ISI researchers in AI, such as Burghardt, have been working with political scientists, psychologists and anthropologists to develop risk assessments for attacks within nations experiencing low-intensity conflicts. They base the assessments on ethnic and religious tensions and locations of strategic importance.

For example, Burghardt says an attack on an oil refinery in Mozambique can result in reduced economic output, harming the local community’s income and increasing tensions elsewhere. He says, “Attacks harm nations indirectly through internal migration and a loss in government trust.”

The Ultimate Goal: Predicting any Event

“The big idea behind those projects is that we want to be able to answer any questions: Who is going to win the next election, what will be the price of corn in France next year,” Morstatter says.

“We want to know where events are more likely to occur,” adds Jay Pujara, team leader at ISI. “What are the hotspots for protests, attacks or conflict? Where is the next drought going to be, or the next famine?”

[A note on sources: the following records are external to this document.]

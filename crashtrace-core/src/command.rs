//! デバッガコマンド

use std::fmt;

/// リプレイエンジン内のデバッガ（GDB）に送るコマンド
#[derive(Debug, Clone, PartialEq, Eq)]
pub enum DebuggerCommand {
    /// ページングの切り替え
    SetPagination(bool),
    /// 画面の高さ（0で無制限）
    SetHeight(u32),
    /// 記録の先頭からクラッシュ地点まで実行
    Run,
    /// バックトレース表示
    Backtrace,
    /// 現在のフレーム表示
    Frame,
    /// 指定したソース行数だけ逆方向に実行
    ReverseNext(u32),
    /// 次の行へ
    Next,
    /// 次の命令へ
    NextInstruction,
    /// ソース表示
    List,
    /// ローカル変数表示
    InfoLocals,
    /// レジスタ表示
    InfoRegisters,
    /// 現在の関数の逆アセンブル
    Disassemble,
    /// ステップ実行ごとに次の行の逆アセンブルを表示するか
    SetDisassembleNextLine(bool),
    /// テキストの出力
    Echo(String),
}

fn on_off(flag: bool) -> &'static str {
    if flag {
        "on"
    } else {
        "off"
    }
}

fn parse_on_off(s: &str) -> Option<bool> {
    match s {
        "on" => Some(true),
        "off" => Some(false),
        _ => None,
    }
}

/// `echo` の引数用に改行とバックスラッシュをエスケープする
fn escape_echo(text: &str) -> String {
    let mut escaped = String::with_capacity(text.len());
    for c in text.chars() {
        match c {
            '\\' => escaped.push_str("\\\\"),
            '\n' => escaped.push_str("\\n"),
            '\t' => escaped.push_str("\\t"),
            c => escaped.push(c),
        }
    }
    escaped
}

fn unescape_echo(text: &str) -> String {
    let mut unescaped = String::with_capacity(text.len());
    let mut chars = text.chars();
    while let Some(c) = chars.next() {
        if c != '\\' {
            unescaped.push(c);
            continue;
        }
        match chars.next() {
            Some('n') => unescaped.push('\n'),
            Some('t') => unescaped.push('\t'),
            Some(other) => unescaped.push(other),
            None => unescaped.push('\\'),
        }
    }
    unescaped
}

impl DebuggerCommand {
    /// `echo` コマンドを作成する
    pub fn echo(text: impl Into<String>) -> Self {
        DebuggerCommand::Echo(text.into())
    }

    /// ステップ実行コマンドかどうか
    pub fn is_step(&self) -> bool {
        matches!(self, DebuggerCommand::Next | DebuggerCommand::NextInstruction)
    }

    /// 逆方向実行コマンドかどうか
    pub fn is_reverse(&self) -> bool {
        matches!(self, DebuggerCommand::ReverseNext(_))
    }

    /// コマンド文字列をパースする
    pub fn parse(input: &str) -> Option<Self> {
        let input = input.trim();
        if let Some(text) = input.strip_prefix("echo ") {
            return Some(DebuggerCommand::Echo(unescape_echo(text)));
        }

        let parts: Vec<&str> = input.split_whitespace().collect();
        match parts.as_slice() {
            ["set", "pagination", flag] => parse_on_off(flag).map(DebuggerCommand::SetPagination),
            ["set", "height", n] => n.parse().ok().map(DebuggerCommand::SetHeight),
            ["set", "disassemble-next-line", flag] => {
                parse_on_off(flag).map(DebuggerCommand::SetDisassembleNextLine)
            }
            ["run"] | ["r"] => Some(DebuggerCommand::Run),
            ["bt"] | ["backtrace"] => Some(DebuggerCommand::Backtrace),
            ["frame"] | ["f"] => Some(DebuggerCommand::Frame),
            ["reverse-next", n] | ["rn", n] => n.parse().ok().map(DebuggerCommand::ReverseNext),
            ["reverse-next"] | ["rn"] => Some(DebuggerCommand::ReverseNext(1)),
            ["next"] | ["n"] => Some(DebuggerCommand::Next),
            ["nexti"] | ["ni"] => Some(DebuggerCommand::NextInstruction),
            ["list"] | ["l"] => Some(DebuggerCommand::List),
            ["info", "locals"] => Some(DebuggerCommand::InfoLocals),
            ["info", "registers"] => Some(DebuggerCommand::InfoRegisters),
            ["disassemble"] => Some(DebuggerCommand::Disassemble),
            _ => None,
        }
    }
}

impl fmt::Display for DebuggerCommand {
    fn fmt(&self, f: &mut fmt::Formatter<'_>) -> fmt::Result {
        match self {
            DebuggerCommand::SetPagination(flag) => write!(f, "set pagination {}", on_off(*flag)),
            DebuggerCommand::SetHeight(n) => write!(f, "set height {}", n),
            DebuggerCommand::Run => write!(f, "run"),
            DebuggerCommand::Backtrace => write!(f, "bt"),
            DebuggerCommand::Frame => write!(f, "frame"),
            DebuggerCommand::ReverseNext(n) => write!(f, "reverse-next {}", n),
            DebuggerCommand::Next => write!(f, "next"),
            DebuggerCommand::NextInstruction => write!(f, "nexti"),
            DebuggerCommand::List => write!(f, "list"),
            DebuggerCommand::InfoLocals => write!(f, "info locals"),
            DebuggerCommand::InfoRegisters => write!(f, "info registers"),
            DebuggerCommand::Disassemble => write!(f, "disassemble"),
            DebuggerCommand::SetDisassembleNextLine(flag) => {
                write!(f, "set disassemble-next-line {}", on_off(*flag))
            }
            DebuggerCommand::Echo(text) => write!(f, "echo {}", escape_echo(text)),
        }
    }
}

For example, in the Dallas-Fort Worth metroplex in Texas, flash flooding kills many annually. ISI’s team manages the data needed by the flash flood forecasting system (including soil moisture, temperature, surface permeability, vegetation, and rainfall) and maps the results, triggering alerts in risk areas. “Our ultimate goal is to create a heatmap to see where we should focus our energy on a particular matter,” says Pujara.

But ISI’s forecast work is not only about predicting the worst.

Dodgers or Mets?

Who are the hot teams this year? Pujara and his team have been trying to answer this question using an AI tool using temporal knowledge graphs. He says that predicting exact wins and scores is difficult because so many variables have to be considered.

But Pujara can predict trends such as who will be in the playoffs or the World Series with 70% accuracy. The main challenge is the lack of data available for events that happen only once a year.

Context—who the players are, who is injured, where they’re playing, and everything that surrounds the event—also needs to be considered, says Pujara. “We don’t want to learn just the outcome of the match but also how the team and the individual players might influence the outcome of that match.”

Seeing the Cites

ISI researchers have been working on a topic especially close to their hearts: Why are some scientific papers cited more than others, and where is science going? They created a dataset of 200 million papers and six billion citations, including 8.4 million papers for 2021 alone. “We want to show how scientific research interconnects,” says Pujara. “If we could predict those research relationships, we could support [the research] by sending more funding. Having this knowledge would help accelerate innovation.”

Lerman would like to see forecasting applied to guide people’s behavior. “If we can understand how people think, we can encourage them to make the best decisions for their health, for example.”

Morstatter is also foreseeing potential new projects for ISI: “We could look at how people’s expression of identity evolves over social media,” he said. “Understanding the process by which they change their opinion would be very interesting, and we could reuse our work on mental models for this project.”

But could event prediction ever go too far? “It’s a tricky question. If we were very good at this, what would you do?” Pujara asks. “We are not trying to build this dystopian fantasy. We are trying to understand the world to make it a better, safer place. We could intervene earlier to help research innovation and prevent violent attacks, so people don’t get hurt.”